With no less than the state of Hawaii and Lenkov’s father, a diehard fan of the original, to impress, O’Loughlin was determined not to let expectation weigh him down. “I’ve always had the attitude that if it all goes to s—, I can just go home and do something else. You can’t think too much about that stuff (expectation). You just have to go for it, do your best and hope it’s not terrible,” he says.
It’s anything but terrible, with the chemistry between O’Loughlin and his on-screen offsider, Danny “Danno” Williams, played by the charmingly unfiltered Scott Caan, powering the show. The Entourage regular (and son of film star James Caan) may have pulled most of the plaudits and a Golden Globe nomination for his role as the neurotic jester to O’Loughlin’s stitched-up lieutenant commander, but Caan Jr gives his Aussie partner his props. “Alex has a really tough job on this show, what he’s doing is really difficult and I don’t think people give him enough credit,” he says.
“They’ve given me levels, the tough guy who has a sensitive side. But McGarrett’s supposed to be straight down the middle and that’s really hard for an actor.”
On set, the battle of the blokes has gone O’Loughlin’s way, with Caan leading the injury tally. “Scotty’s been to the hospital a couple of times, the poor bugger,” the Canberra-born star says. “He tore his ACL (knee), had to go to LA for surgery on that, then he went to hospital because we did a big shoot out and he got a piece of metal in his eye. I’ve been OK so far, I’ve just used Scott as a shield.”

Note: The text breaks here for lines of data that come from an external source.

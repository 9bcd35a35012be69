// ============================================================================
// Constraints Module
// Physical and warranty limits applied around the formulas
// ============================================================================

mod peak_shaving;
mod warranty;

pub use peak_shaving::{constrain_peak_shaving, PeakShavingOutcome};
pub use warranty::{check_warranty_pace, WarrantyCheck};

It was while doing one of his own stunts, flogging a high-powered dirtbike through the mountains of Oahu, that O’Loughlin stopped a second to pinch himself. “I’m up there, no helmet and just told to go for it,” he says. “I was riding this thing into the side of the mountain, raining sweat and giving it some. And halfway through it, I thought to ask, ‘If I die, will insurance cover this?’ “
His mum and those studio safety heads should relax: this Aussie bloke-made-good has a firm handle on things.
AUSSIE ALEX MAKES THE ROLE HIS OWN
THE “blue steel’ gaze is the same, but comparisons between Alex O’Loughlin’s Steve McGarrett and original actor Jack Lord should end there. While Lord, in all his 1970s polyester glory, put the character (even the state of Hawaii) on the map, it’s a sexy Aussie who drags this iconic series into the 21st century.
“This is not Jack Lord’s Hawaii Five-O, it’s mine,” O’Loughlin says. “First of all, Jack Lord was a man without a past, but from the pilot you’ll learn so much more about my character.” A Navy SEAL who returns to Oahu to avenge his cop father’s murder, McGarrett is in control, pulling together his crack squad of divorced dad Danno (Caan), exiled cop Chin Ho Kelly (Lost’s Daniel Dae Kim) and rookie detective Kono Kalakaua (Grace Park).
For traditionalists, the wave-riding theme song is back, as is McGarrett’s arresting slug, “book ’em, Danno”. While the line riles Caan, who begged producers to can it, executive producer Peter Lenkov insisted the “touchstone” stay.